Пётр Палиевский – Пушкин и тайны русской культуры (страница 6)
Анна Керн
Визит Керн в Тригорское был хорошо подготовлен. Официально она приехала навестить тетку, но намеченная ею цель обозначилась уже за полгода, когда Пушкин запрашивал приятеля Родзянку, «объясни мне, милый: что такое А. П. Керн, которая написала много нежностей обо мне своей кузине». Керн жила тогда, оставив мужа, в родовом имении Лубны, в соседстве этого, как называл его Пушкин, «украинского мудреца», и, сблизившись с ним, размышляла, вернуться ли ей к мужу, или требовать развод. Родзянко писал сатирические, «приапические» и другие стихи, был автором сатиры на «либералистов», задевавшей Пушкина и тем не менее ценимой им. Завязалась комическая переписка, обсуждавшая ее планы, куда непритязательно и весело, признавая первенство мужчин, вплелся голос Керн: «Эти стихи сочинены после благоразумнейших дружеских советов, и это было его желание, чтобы я их здесь переписала». Интригуемый на расстоянии Пушкин, помня первую встречу с Керн у Олениных в 1819 году, отвечает стихами в духе тех же «советов»:
В его куплетах как бы предвкушается нечто легкое и беспечно-приятное своей свободой от обязательств:
Сама Керн в «Воспоминаниях», возможно незаметно для себя, употребляет выражения, близкие тем, в которых рассказывала об Александре I: «Восхищенная Пушкиным, я страстно хотела увидеть его»; Родзянко разводит руками: «отсутствующий, ты имеешь гораздо более влияния на ее, нежели я с моим присутствием»; и в Лубны идет от Пушкина цитата из Байрона, предваряющая знаменитый стих: «Образ, промелькнувший перед нами, который мы видели и не увидим более никогда».

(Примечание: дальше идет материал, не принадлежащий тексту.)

//! Reads the solved assignment back into the response DTO.

use good_lp::Solution;

use crate::models::{
    OptimizeResponse, SeatAssignment, SolverStats, SolverStatus, TableAssignment,
};

use super::constraints::SeatingVars;
use super::mapping::ProblemMapping;

/// Renders the solved `x` layer as seat-indexed table assignments.
///
/// Binary variables come back as floats, so occupancy is read with a 0.5
/// threshold. Each seat holds at most one guest by construction (C2); the
/// scan stops at the first occupant.
pub(crate) fn extract_solution<S: Solution>(
    solution: &S,
    status: SolverStatus,
    objective_value: i64,
    stats: SolverStats,
    seating: &SeatingVars,
    mapping: &ProblemMapping,
) -> OptimizeResponse {
    let mut tables = Vec::with_capacity(mapping.num_tables());
    for table in &mapping.tables {
        let t = table.index;
        let mut seats = Vec::with_capacity(table.capacity as usize);
        for s in 0..table.capacity as usize {
            let occupant = (0..mapping.num_guests())
                .find(|&g| solution.value(seating.x[g][t][s]) >= 0.5);
            let seat = match occupant {
                Some(g) => {
                    let guest = &mapping.guests[g];
                    SeatAssignment {
                        seat_index: s as u32,
                        guest_id: Some(guest.id.clone()),
                        guest_name: Some(guest.name.clone()),
                    }
                }
                None => SeatAssignment {
                    seat_index: s as u32,
                    guest_id: None,
                    guest_name: None,
                },
            };
            seats.push(seat);
        }
        tables.push(TableAssignment {
            table_id: table.id.clone(),
            seats,
        });
    }

    OptimizeResponse {
        status,
        objective_value: Some(objective_value),
        tables,
        solver_stats: stats,
    }
}
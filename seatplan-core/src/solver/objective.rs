//! Affinity objective construction.
//!
//! Each affinity edge with a nonzero score contributes a co-location
//! indicator `c` that is 1 exactly when the two groups share a table. The
//! objective maximizes `Σ score · c`; negative scores therefore reward
//! separation. Co-location variables are memoized per canonical unordered
//! pair, and duplicate edges sum into a single coefficient.

use std::collections::BTreeMap;

use good_lp::{constraint, Constraint, Expression, ProblemVariables, VariableDefinition};

use crate::models::AffinityEdgeIn;

use super::constraints::SeatingVars;
use super::mapping::ProblemMapping;
use super::SolveError;

/// Builds the linear maximization objective over co-location indicators.
///
/// For a pair of groups with representatives `ra` and `rb`, one auxiliary
/// `same_t = y[ra][t] ∧ y[rb][t]` is introduced per table, and
/// `c = max_t same_t`. The conjunction and the max are linearized as
///
/// ```text
/// same_t ≤ y[ra][t]      same_t ≤ y[rb][t]      same_t ≥ y[ra][t] + y[rb][t] − 1
/// c ≥ same_t (∀t)        c ≤ Σ_t same_t
/// ```
///
/// Using the representative is valid because cohesion forces every member of
/// a group onto the representative's table.
///
/// With no scored edge, the objective is the constant 0 and the solver
/// simply returns a feasible assignment.
pub(crate) fn build_objective(
    vars: &mut ProblemVariables,
    cons: &mut Vec<Constraint>,
    seating: &SeatingVars,
    mapping: &ProblemMapping,
    affinities: &[AffinityEdgeIn],
) -> Result<Expression, SolveError> {
    // Sum duplicate and reversed edges into one weight per canonical pair.
    // BTreeMap keeps variable declaration order deterministic.
    let mut weights: BTreeMap<(usize, usize), i64> = BTreeMap::new();
    for edge in affinities {
        if edge.score == 0 {
            continue;
        }
        let a = *mapping.group_id_to_index.get(&edge.a).ok_or_else(|| {
            SolveError::ModelBuild {
                message: format!("affinity group '{}' missing from mapping", edge.a),
            }
        })?;
        let b = *mapping.group_id_to_index.get(&edge.b).ok_or_else(|| {
            SolveError::ModelBuild {
                message: format!("affinity group '{}' missing from mapping", edge.b),
            }
        })?;
        *weights.entry((a.min(b), a.max(b))).or_insert(0) += i64::from(edge.score);
    }

    let mut objective = Expression::default();
    for (&(a, b), &weight) in &weights {
        if weight == 0 {
            // +1 and −1 edges for the same pair cancelled out.
            continue;
        }
        let rep_a = mapping.groups[a].representative();
        let rep_b = mapping.groups[b].representative();

        let colocated = vars.add(
            VariableDefinition::new()
                .binary()
                .name(format!("coloc_{a}_{b}")),
        );
        let mut any_table = Expression::default();
        for t in 0..mapping.num_tables() {
            let same = vars.add(
                VariableDefinition::new()
                    .binary()
                    .name(format!("same_{a}_{b}_{t}")),
            );
            cons.push(constraint!(same - seating.y[rep_a][t] <= 0));
            cons.push(constraint!(same - seating.y[rep_b][t] <= 0));
            cons.push(constraint!(
                seating.y[rep_a][t] + seating.y[rep_b][t] - same <= 1
            ));
            cons.push(constraint!(colocated - same >= 0));
            any_table += same;
        }
        cons.push(constraint!(colocated - any_table <= 0));

        objective += colocated * weight as f64;
    }

    Ok(objective)
}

Обоюдные ожидания разрядились почти мгновенно. Но когда Пушкин с воодушевлением читал в кружке дам своих только что созданных «Цыган» («Я была в упоении как от текучих стихов этой чудной поэмы, так и от его чтения… я истаивала от наслаждения»), он не думал, что его строчки «кто сердцу юной девы скажет: люби одно, не изменись» не были для Керн поэтическим вымыслом. Едва ли не на следующий день после ее отъезда (19 июля вместе с Осиповой и ее дочерьми) для него становится несомненным, что он не является единственным, кто пользуется ее расположением; что ему, возможно, предпочитают, и кого – студента Вульфа, ее кузена, который слушал поэму не менее восторженно, который считает себя учеником Пушкина в «сердечных завоеваниях» и, более того, ничего от него не скрывает.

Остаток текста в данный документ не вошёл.